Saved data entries
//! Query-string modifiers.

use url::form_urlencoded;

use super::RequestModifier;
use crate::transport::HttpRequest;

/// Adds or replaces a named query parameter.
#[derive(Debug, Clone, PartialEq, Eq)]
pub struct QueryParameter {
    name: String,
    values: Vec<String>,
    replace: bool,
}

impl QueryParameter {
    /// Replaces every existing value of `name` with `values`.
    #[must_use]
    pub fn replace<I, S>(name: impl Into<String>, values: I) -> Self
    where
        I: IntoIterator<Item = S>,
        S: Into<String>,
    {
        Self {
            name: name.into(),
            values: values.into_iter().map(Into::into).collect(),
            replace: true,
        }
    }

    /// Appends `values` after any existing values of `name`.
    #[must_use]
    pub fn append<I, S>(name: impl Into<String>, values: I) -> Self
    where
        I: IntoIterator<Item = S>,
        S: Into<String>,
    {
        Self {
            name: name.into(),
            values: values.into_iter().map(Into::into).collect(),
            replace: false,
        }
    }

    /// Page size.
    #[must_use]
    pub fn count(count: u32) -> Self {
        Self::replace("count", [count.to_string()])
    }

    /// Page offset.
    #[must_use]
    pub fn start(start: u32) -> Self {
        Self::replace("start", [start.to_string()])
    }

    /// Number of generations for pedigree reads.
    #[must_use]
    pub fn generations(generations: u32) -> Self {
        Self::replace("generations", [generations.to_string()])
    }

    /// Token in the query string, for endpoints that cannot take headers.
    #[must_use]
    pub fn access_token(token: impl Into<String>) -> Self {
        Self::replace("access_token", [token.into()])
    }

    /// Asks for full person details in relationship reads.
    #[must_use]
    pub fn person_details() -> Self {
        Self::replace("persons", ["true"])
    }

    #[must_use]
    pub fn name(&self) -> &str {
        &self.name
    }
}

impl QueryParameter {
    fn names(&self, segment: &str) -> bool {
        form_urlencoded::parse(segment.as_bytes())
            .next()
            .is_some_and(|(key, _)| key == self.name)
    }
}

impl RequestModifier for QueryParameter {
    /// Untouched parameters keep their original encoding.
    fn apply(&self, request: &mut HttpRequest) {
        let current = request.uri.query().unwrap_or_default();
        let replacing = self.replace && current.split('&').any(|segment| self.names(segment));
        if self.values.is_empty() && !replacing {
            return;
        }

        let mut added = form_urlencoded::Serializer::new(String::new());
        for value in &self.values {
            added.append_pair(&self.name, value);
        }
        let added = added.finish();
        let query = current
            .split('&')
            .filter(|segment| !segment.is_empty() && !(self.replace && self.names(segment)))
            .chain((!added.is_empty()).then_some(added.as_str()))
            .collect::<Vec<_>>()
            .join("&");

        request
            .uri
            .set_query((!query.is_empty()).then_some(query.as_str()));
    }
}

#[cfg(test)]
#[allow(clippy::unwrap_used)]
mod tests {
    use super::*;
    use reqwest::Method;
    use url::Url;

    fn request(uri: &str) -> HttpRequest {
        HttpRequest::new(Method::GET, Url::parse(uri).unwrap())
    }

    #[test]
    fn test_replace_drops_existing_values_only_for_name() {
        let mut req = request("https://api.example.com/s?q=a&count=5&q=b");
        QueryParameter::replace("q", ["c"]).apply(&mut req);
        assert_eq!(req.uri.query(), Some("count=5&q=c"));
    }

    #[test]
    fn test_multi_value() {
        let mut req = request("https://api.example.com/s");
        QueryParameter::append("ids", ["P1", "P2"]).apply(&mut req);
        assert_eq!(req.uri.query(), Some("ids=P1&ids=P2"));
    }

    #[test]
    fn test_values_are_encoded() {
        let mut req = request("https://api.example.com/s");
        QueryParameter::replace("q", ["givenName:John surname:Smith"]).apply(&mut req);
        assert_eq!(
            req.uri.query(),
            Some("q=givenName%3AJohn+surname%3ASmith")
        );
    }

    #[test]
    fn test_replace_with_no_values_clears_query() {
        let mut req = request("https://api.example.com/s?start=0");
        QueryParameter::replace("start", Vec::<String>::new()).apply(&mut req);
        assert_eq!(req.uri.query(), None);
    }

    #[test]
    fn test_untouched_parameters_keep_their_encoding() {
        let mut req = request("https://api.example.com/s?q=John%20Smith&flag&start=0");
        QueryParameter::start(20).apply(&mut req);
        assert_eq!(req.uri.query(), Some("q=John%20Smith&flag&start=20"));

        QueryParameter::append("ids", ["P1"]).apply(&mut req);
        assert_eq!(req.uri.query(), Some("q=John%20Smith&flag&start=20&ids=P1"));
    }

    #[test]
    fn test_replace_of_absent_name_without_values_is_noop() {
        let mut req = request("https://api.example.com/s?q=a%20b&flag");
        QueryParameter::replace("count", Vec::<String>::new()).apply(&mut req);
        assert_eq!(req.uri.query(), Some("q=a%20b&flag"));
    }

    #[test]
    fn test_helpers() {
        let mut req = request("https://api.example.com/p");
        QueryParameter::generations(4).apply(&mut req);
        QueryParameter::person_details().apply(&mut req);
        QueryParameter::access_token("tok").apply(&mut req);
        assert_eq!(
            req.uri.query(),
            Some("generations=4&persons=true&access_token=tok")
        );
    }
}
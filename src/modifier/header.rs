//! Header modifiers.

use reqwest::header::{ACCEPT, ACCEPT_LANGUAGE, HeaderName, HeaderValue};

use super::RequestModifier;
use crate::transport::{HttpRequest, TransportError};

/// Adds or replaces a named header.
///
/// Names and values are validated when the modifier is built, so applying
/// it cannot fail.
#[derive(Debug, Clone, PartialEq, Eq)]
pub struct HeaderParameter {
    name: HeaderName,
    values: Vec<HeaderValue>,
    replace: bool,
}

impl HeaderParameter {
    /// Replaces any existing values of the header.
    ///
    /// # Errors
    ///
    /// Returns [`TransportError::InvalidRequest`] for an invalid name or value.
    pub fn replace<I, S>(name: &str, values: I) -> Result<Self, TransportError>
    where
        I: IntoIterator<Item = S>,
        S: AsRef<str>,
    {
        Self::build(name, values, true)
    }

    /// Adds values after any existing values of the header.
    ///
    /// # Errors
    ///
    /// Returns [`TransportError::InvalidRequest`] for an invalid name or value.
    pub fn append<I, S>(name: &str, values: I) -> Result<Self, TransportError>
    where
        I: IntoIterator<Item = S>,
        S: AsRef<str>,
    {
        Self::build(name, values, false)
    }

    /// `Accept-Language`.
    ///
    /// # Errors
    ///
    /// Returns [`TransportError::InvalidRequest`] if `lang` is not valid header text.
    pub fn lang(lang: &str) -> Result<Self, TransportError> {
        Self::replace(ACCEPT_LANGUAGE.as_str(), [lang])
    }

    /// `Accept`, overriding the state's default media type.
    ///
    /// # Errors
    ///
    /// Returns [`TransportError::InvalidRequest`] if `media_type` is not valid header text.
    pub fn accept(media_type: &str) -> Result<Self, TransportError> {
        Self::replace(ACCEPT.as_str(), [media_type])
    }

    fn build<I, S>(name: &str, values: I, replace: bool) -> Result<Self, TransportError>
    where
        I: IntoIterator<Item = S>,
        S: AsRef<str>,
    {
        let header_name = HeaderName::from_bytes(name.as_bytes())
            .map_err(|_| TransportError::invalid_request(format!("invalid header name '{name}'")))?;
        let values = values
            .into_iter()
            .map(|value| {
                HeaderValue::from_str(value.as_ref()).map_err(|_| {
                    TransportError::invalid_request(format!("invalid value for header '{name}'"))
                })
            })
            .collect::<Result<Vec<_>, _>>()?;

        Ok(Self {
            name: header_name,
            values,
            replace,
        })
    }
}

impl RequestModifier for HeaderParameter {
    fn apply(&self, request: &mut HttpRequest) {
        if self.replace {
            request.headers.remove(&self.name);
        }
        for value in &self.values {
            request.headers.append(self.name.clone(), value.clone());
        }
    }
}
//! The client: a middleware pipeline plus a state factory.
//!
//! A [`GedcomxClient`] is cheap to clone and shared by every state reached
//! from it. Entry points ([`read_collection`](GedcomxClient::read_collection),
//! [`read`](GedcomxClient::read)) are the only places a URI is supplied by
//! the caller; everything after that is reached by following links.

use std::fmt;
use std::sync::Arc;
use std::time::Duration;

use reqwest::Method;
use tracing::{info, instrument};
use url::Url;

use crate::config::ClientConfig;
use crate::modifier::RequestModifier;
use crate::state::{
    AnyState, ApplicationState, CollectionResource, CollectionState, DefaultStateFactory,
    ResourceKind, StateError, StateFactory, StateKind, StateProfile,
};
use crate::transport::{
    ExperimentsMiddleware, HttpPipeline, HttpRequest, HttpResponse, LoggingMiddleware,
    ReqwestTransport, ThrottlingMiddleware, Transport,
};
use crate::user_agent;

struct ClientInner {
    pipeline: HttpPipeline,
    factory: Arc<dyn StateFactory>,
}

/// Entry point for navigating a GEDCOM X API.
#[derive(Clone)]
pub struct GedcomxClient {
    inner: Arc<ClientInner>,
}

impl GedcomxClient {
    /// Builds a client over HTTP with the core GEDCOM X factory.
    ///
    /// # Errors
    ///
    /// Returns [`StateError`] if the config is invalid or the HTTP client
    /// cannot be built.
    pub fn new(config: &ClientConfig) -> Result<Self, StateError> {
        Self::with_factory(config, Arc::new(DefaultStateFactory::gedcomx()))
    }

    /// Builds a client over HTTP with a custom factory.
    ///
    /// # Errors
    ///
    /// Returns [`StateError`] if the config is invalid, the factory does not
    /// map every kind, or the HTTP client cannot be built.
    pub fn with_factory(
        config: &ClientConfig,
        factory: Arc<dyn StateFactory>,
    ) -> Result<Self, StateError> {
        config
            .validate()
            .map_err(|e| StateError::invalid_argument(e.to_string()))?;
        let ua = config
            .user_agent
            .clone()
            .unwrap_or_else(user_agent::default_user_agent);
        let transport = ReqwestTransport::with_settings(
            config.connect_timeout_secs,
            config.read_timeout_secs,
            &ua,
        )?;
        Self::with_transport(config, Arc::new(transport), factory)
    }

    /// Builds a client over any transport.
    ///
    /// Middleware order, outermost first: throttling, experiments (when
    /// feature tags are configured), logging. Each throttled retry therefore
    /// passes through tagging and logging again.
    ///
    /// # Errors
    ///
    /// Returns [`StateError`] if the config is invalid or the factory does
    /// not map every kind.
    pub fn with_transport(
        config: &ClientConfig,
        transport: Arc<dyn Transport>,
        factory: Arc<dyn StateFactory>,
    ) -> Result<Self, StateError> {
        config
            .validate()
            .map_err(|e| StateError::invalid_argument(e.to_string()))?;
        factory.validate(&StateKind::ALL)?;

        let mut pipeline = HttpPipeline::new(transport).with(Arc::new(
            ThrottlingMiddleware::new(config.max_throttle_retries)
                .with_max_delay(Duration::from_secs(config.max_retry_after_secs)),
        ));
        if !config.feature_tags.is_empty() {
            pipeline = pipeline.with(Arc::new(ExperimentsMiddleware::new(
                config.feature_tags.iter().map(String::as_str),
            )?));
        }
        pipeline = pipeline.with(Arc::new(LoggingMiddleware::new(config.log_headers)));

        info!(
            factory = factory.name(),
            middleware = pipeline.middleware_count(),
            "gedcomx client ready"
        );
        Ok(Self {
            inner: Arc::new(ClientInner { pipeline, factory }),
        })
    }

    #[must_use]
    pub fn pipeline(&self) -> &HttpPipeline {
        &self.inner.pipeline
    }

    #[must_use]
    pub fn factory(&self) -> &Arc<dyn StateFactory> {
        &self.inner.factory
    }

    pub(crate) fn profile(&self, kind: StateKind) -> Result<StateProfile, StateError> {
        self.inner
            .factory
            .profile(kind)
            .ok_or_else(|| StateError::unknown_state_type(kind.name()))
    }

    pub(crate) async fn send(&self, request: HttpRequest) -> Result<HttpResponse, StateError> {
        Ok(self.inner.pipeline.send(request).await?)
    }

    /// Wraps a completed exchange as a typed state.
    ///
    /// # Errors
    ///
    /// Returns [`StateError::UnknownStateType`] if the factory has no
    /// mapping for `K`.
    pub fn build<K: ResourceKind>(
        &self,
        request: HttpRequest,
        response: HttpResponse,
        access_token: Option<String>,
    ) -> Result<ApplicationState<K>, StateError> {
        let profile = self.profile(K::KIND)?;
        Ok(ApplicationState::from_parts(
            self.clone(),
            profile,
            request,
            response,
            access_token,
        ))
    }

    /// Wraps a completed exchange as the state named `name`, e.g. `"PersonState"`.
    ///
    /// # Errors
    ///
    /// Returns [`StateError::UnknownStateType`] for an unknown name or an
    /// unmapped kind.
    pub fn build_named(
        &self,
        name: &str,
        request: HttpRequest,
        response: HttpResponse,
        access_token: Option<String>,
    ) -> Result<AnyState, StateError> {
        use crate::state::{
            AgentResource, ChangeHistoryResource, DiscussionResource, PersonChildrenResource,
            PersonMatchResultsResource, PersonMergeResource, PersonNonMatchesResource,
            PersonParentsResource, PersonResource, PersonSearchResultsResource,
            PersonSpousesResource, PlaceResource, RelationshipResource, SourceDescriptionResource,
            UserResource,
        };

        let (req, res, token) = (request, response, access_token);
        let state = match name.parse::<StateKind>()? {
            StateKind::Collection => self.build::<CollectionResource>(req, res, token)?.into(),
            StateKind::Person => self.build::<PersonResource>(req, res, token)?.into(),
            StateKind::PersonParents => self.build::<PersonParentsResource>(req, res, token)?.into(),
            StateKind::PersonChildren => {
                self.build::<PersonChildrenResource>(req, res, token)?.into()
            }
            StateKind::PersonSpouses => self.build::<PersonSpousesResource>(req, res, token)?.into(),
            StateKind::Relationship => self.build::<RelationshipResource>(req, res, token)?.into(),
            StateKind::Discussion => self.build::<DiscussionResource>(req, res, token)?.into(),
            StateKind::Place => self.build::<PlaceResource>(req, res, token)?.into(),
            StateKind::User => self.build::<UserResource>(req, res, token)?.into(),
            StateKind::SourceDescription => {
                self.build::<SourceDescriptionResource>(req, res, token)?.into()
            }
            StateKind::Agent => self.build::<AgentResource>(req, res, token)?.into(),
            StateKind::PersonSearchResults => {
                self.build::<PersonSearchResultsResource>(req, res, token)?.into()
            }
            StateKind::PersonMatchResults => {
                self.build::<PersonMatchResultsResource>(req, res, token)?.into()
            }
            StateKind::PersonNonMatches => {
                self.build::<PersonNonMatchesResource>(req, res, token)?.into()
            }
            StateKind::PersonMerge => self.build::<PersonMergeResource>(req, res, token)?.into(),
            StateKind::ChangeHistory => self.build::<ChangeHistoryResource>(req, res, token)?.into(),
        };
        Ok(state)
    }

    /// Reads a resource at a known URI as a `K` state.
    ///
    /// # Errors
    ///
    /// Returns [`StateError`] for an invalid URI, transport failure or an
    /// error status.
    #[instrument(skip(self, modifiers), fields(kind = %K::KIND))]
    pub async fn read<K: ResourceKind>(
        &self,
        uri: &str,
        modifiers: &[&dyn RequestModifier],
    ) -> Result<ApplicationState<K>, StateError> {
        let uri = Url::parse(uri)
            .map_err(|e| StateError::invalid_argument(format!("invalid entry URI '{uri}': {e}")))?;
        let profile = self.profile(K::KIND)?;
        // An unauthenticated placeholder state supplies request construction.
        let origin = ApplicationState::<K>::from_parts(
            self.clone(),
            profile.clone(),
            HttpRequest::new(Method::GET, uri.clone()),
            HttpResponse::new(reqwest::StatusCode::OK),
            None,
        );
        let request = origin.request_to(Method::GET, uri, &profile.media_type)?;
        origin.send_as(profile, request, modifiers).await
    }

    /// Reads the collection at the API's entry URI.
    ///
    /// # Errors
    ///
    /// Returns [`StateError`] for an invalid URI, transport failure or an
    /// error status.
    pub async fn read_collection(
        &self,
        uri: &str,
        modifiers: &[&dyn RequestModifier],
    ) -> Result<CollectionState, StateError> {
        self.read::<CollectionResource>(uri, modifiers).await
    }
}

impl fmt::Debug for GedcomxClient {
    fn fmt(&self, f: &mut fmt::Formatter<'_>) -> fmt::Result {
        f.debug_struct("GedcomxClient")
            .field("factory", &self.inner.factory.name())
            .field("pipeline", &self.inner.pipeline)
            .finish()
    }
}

--

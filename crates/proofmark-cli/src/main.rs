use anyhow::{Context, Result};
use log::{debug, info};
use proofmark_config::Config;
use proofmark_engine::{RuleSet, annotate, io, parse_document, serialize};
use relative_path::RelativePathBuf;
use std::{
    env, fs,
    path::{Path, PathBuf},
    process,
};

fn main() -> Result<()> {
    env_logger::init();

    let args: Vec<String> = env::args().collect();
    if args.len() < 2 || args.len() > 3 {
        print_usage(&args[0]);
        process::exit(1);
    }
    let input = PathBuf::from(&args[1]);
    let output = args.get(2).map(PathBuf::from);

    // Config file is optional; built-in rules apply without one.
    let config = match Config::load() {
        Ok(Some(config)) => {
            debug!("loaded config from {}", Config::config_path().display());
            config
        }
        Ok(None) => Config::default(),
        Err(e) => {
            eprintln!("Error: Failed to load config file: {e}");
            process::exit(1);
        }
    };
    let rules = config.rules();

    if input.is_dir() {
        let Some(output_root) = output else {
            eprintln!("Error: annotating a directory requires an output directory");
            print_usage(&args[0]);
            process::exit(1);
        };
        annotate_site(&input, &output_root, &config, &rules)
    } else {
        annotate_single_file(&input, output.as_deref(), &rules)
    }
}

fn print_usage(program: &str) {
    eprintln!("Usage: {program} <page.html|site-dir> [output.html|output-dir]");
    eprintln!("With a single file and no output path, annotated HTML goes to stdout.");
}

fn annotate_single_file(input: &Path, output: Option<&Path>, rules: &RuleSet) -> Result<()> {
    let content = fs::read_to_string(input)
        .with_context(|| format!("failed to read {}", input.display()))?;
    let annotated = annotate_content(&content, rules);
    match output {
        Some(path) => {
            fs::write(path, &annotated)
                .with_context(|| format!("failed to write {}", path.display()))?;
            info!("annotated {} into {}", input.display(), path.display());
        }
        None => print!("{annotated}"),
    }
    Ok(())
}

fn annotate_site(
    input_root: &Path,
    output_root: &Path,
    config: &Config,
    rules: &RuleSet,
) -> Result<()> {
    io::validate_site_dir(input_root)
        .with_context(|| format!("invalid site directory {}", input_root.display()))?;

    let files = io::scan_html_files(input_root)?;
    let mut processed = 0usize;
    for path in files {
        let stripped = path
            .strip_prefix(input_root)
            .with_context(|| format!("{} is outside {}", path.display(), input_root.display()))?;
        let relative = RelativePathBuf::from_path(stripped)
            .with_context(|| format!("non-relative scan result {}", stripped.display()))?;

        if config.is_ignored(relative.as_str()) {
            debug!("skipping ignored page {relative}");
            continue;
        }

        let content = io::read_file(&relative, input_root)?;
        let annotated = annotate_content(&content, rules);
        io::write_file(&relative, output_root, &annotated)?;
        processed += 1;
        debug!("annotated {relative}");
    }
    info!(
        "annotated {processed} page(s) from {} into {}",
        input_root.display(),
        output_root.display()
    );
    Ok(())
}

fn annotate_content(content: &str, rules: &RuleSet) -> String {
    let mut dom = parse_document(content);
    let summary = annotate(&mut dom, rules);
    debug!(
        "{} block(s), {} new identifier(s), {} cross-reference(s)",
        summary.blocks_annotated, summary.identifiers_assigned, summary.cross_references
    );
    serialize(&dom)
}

* * *

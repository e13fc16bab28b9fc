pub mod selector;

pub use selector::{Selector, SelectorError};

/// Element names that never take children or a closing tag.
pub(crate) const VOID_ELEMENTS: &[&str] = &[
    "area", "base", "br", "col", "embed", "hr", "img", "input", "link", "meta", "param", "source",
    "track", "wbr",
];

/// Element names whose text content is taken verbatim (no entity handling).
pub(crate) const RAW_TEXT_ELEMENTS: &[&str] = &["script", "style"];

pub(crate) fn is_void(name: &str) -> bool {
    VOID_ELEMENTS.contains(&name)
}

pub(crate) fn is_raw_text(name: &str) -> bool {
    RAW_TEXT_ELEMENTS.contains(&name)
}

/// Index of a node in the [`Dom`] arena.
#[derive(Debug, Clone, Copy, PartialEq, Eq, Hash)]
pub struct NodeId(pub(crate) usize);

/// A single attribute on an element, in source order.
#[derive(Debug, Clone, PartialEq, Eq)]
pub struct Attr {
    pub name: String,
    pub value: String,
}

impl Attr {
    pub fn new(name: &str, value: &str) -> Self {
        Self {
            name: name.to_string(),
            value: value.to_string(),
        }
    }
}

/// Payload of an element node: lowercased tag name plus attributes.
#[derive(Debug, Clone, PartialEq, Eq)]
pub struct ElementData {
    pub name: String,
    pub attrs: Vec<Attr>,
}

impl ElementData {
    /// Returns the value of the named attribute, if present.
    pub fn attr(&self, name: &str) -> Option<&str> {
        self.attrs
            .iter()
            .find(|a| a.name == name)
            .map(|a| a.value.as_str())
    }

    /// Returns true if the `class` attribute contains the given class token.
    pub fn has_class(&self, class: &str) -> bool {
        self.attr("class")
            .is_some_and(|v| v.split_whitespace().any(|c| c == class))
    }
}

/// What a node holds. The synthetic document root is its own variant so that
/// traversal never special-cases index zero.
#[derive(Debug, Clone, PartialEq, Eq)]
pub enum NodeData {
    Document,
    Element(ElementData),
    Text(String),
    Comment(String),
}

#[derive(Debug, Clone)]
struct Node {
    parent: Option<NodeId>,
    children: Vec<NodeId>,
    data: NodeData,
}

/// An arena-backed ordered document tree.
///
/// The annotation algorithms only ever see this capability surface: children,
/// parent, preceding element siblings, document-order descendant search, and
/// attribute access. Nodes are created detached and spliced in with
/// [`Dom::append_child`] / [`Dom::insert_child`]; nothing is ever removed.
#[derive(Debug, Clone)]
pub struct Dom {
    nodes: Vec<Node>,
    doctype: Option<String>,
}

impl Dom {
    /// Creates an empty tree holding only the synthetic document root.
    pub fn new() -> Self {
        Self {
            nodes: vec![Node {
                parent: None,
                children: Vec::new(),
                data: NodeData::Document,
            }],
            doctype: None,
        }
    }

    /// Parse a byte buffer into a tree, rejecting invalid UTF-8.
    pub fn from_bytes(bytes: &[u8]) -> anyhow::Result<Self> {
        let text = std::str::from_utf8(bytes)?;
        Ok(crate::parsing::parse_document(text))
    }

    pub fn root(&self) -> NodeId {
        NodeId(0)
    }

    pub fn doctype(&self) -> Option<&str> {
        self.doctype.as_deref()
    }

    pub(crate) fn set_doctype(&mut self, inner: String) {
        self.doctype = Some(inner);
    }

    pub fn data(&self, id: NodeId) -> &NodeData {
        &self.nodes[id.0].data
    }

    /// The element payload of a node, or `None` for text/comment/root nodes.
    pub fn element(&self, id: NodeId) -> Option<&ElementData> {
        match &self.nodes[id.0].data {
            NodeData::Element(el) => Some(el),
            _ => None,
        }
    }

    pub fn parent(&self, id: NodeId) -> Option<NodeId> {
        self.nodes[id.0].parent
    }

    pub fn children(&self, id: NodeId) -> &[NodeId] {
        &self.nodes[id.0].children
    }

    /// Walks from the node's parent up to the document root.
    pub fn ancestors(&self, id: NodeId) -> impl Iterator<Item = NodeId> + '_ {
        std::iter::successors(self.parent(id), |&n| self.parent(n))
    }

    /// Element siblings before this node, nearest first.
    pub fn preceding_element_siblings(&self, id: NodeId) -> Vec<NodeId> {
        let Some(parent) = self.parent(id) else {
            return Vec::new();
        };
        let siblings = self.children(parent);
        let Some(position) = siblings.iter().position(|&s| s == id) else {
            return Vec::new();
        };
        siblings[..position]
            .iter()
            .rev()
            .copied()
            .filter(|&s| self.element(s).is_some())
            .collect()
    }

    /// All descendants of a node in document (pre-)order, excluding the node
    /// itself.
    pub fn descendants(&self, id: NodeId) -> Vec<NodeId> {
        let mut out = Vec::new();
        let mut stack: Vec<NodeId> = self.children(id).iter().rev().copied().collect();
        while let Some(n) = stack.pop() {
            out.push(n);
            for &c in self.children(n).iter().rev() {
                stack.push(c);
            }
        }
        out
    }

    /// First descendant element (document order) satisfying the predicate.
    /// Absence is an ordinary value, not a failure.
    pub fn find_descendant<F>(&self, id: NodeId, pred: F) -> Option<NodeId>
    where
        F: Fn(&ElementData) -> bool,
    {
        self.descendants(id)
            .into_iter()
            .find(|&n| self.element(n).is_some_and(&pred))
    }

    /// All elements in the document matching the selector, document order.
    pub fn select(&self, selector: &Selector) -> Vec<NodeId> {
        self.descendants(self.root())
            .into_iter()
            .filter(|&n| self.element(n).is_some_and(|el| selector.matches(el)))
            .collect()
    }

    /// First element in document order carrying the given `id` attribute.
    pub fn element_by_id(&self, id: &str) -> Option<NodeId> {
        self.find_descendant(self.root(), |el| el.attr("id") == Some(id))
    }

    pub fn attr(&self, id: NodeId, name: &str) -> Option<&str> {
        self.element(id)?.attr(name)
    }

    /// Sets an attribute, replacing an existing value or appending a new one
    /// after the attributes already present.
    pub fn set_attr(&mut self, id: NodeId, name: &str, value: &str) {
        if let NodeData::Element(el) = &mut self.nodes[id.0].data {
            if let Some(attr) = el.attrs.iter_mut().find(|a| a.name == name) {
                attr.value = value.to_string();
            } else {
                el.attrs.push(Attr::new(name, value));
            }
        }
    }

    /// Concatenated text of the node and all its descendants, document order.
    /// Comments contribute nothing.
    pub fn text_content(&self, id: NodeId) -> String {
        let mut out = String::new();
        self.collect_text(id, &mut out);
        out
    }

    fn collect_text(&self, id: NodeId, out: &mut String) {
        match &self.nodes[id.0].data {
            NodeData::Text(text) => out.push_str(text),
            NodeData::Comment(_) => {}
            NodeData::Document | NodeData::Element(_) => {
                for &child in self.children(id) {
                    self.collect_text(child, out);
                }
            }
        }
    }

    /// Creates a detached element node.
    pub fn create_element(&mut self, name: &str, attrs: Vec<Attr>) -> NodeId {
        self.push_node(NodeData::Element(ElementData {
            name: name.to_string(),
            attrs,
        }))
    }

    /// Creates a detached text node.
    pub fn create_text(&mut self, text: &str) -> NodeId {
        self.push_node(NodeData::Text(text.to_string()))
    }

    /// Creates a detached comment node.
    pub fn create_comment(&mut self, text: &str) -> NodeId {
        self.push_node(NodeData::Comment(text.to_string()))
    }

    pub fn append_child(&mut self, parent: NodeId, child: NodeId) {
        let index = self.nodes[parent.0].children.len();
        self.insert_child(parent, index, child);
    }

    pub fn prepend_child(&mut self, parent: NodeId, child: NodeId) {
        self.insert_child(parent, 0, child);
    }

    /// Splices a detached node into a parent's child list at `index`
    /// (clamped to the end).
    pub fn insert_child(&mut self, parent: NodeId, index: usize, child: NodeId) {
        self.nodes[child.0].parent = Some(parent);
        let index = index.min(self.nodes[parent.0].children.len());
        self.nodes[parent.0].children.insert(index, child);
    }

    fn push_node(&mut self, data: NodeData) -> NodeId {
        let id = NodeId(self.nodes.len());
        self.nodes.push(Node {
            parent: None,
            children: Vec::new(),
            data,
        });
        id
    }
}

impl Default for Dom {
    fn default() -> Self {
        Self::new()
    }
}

• _Task item_
Check each line above for the string "descendants", then copy the ones that have it.

• _Response_
    /// All descendants of a node in document (pre-)order, excluding the node
    pub fn descendants(&self, id: NodeId) -> Vec<NodeId> {
        self.descendants(id)
        self.descendants(self.root())
    /// Concatenated text of the node and all its descendants, document order.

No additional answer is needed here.